GDS is being ‘slowly dismantled’, says outgoing BEIS digital recruiter
Number Nine
Still in the digital reshuffle, next up is PublicTechnology breaking the news that the Department for Work and Pensions would not be recruiting a replacement for Kevin Cunnington after he left his role as director-general of business transformation. Instead, the department rolled his responsibilities into a beefed-up role for Mayank Prakash.
DWP scraps business transformation role as commentators call for digital stability
Number Eight
Moving to local government, the eighth spot is the Scottish Borders Council signing up to a £92m digital-services deal with IT and outsourcing giant CGI off the back of a contract with neighbouring City of Edinburgh Council.
Council signs £92m digital-services contract with CGI
Number Seven
Of course, Brexit was the biggest news story of the year in the UK. No surprise, then, that PublicTechnology’s take has made it into the top ten.

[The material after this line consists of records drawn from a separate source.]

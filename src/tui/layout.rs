//! Root layout computation for sidebar + main content + status bar.

use ratatui::layout::{Constraint, Layout, Rect};

/// Width of the expanded sidebar (brand, levels, modes, progress).
pub const SIDEBAR_EXPANDED_WIDTH: u16 = 24;
/// Width of the collapsed sidebar (level number + mode initials).
pub const SIDEBAR_COLLAPSED_WIDTH: u16 = 4;
/// Auto-collapse sidebar below this terminal width.
pub const AUTO_COLLAPSE_THRESHOLD: u16 = 70;
/// Hide sidebar entirely below this terminal width.
pub const HIDE_SIDEBAR_THRESHOLD: u16 = 30;

/// Computed layout regions for a single frame.
pub struct AppLayout {
    /// Sidebar area (None if hidden).
    pub sidebar: Option<Rect>,
    /// Main content area.
    pub main: Rect,
    /// Status bar (bottom row).
    pub status: Rect,
}

/// Sidebar visibility derived from terminal width and user preference.
#[derive(Debug, Clone, Copy, PartialEq, Eq)]
pub enum SidebarVisibility {
    Expanded,
    Collapsed,
    Hidden,
}

impl AppLayout {
    /// Compute layout regions from the terminal area and sidebar state.
    ///
    /// `sidebar_visible`: the user's Ctrl+B preference.
    pub fn compute(area: Rect, sidebar_visible: bool) -> (Self, SidebarVisibility) {
        let visibility = if area.width < HIDE_SIDEBAR_THRESHOLD {
            SidebarVisibility::Hidden
        } else if !sidebar_visible || area.width < AUTO_COLLAPSE_THRESHOLD {
            SidebarVisibility::Collapsed
        } else {
            SidebarVisibility::Expanded
        };

        let rows = Layout::vertical([
            Constraint::Min(1),    // Content (sidebar + main)
            Constraint::Length(1), // Status bar
        ])
        .split(area);

        let content_area = rows[0];
        let status = rows[1];

        let width = match visibility {
            SidebarVisibility::Hidden => None,
            SidebarVisibility::Collapsed => Some(SIDEBAR_COLLAPSED_WIDTH),
            SidebarVisibility::Expanded => Some(SIDEBAR_EXPANDED_WIDTH),
        };

        let (sidebar, main) = match width {
            None => (None, content_area),
            Some(w) => {
                let cols = Layout::horizontal([Constraint::Length(w), Constraint::Min(1)])
                    .split(content_area);
                (Some(cols[0]), cols[1])
            }
        };

        (AppLayout { sidebar, main, status }, visibility)
    }
}

#[cfg(test)]
mod tests {
    use super::*;

    #[test]
    fn test_expanded_layout() {
        let area = Rect::new(0, 0, 120, 40);
        let (layout, vis) = AppLayout::compute(area, true);
        assert_eq!(vis, SidebarVisibility::Expanded);
        assert_eq!(layout.sidebar.unwrap().width, SIDEBAR_EXPANDED_WIDTH);
        assert_eq!(layout.status.height, 1);
    }

    #[test]
    fn test_collapsed_by_user() {
        let area = Rect::new(0, 0, 120, 40);
        let (layout, vis) = AppLayout::compute(area, false);
        assert_eq!(vis, SidebarVisibility::Collapsed);
        assert_eq!(layout.sidebar.unwrap().width, SIDEBAR_COLLAPSED_WIDTH);
    }

    #[test]
    fn test_auto_collapse_narrow() {
        let area = Rect::new(0, 0, 60, 40);
        let (_, vis) = AppLayout::compute(area, true);
        assert_eq!(vis, SidebarVisibility::Collapsed);
    }

    #[test]
    fn test_hidden_very_narrow() {
        let area = Rect::new(0, 0, 25, 40);
        let (layout, vis) = AppLayout::compute(area, true);
        assert_eq!(vis, SidebarVisibility::Hidden);
        assert!(layout.sidebar.is_none());
        assert_eq!(layout.main.width, 25);
    }

    #[test]
    fn test_main_plus_sidebar_fills_width() {
        let area = Rect::new(0, 0, 100, 30);
        let (layout, _) = AppLayout::compute(area, true);
        let sidebar_w = layout.sidebar.map(|s| s.width).unwrap_or(0);
        assert_eq!(sidebar_w + layout.main.width, area.width);
    }
}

Local authorities facing budget cuts and brain-drain as UK votes for Brexit
Number Six
A running theme of 2016 has been the growing need to make working in digital government more attractive than the pull of the private sector pay cheque. This story is the loss of one of Whitehall’s big hitters at a crucial time for the department in question.
Mark Dearnley to leave HMRC in “day of the digital long knives”
Number Five
As promised, we return to the digital reshuffle: and this is the one that kicked it all off. It’s the shock departure of Stephen Foreshew-Cain as leader of the Government Digital Service – he was replaced by the aforementioned Kevin Cunnington, and discussions about the future of GDS formed one of the biggest news threads of the year – and have still not been put to bed.
Stephen Foreshew-Cain leaves Government Digital Service as Labour warns of Whitehall ‘coup’
Number Four
Universal Credit has had its fair share of headlines this year – from the box office to the nationals – and it was no exception on PublicTechnology, where our fourth most popular story was a feature looking at why councils watchdogs believed councils needed more time and information to make delivery a success.
Universal Credit: will a full flowering ever see the light of day?
Number Three
Casting our minds right back to January, there’s the news that Cornwall Council could begin insourcing ICT staff after BT Cornwall failed to gain an injunction preventing the termination of a 10-year outsourcing deal.
High Court rejects BT attempt to halt Cornwall Council’s ICT insourcing
Number Two
At two we have the government’s planned redesign of the civil service jobs website, saying that the existing site was not meeting user needs.
Government to replace Civil Service Jobs site
Number One
And the most-read story of the year is the news that the Department of Work and Pensions was trialling Blockchain technology to distribute benefits, garnering a strong reaction from observers in the tech community along the way.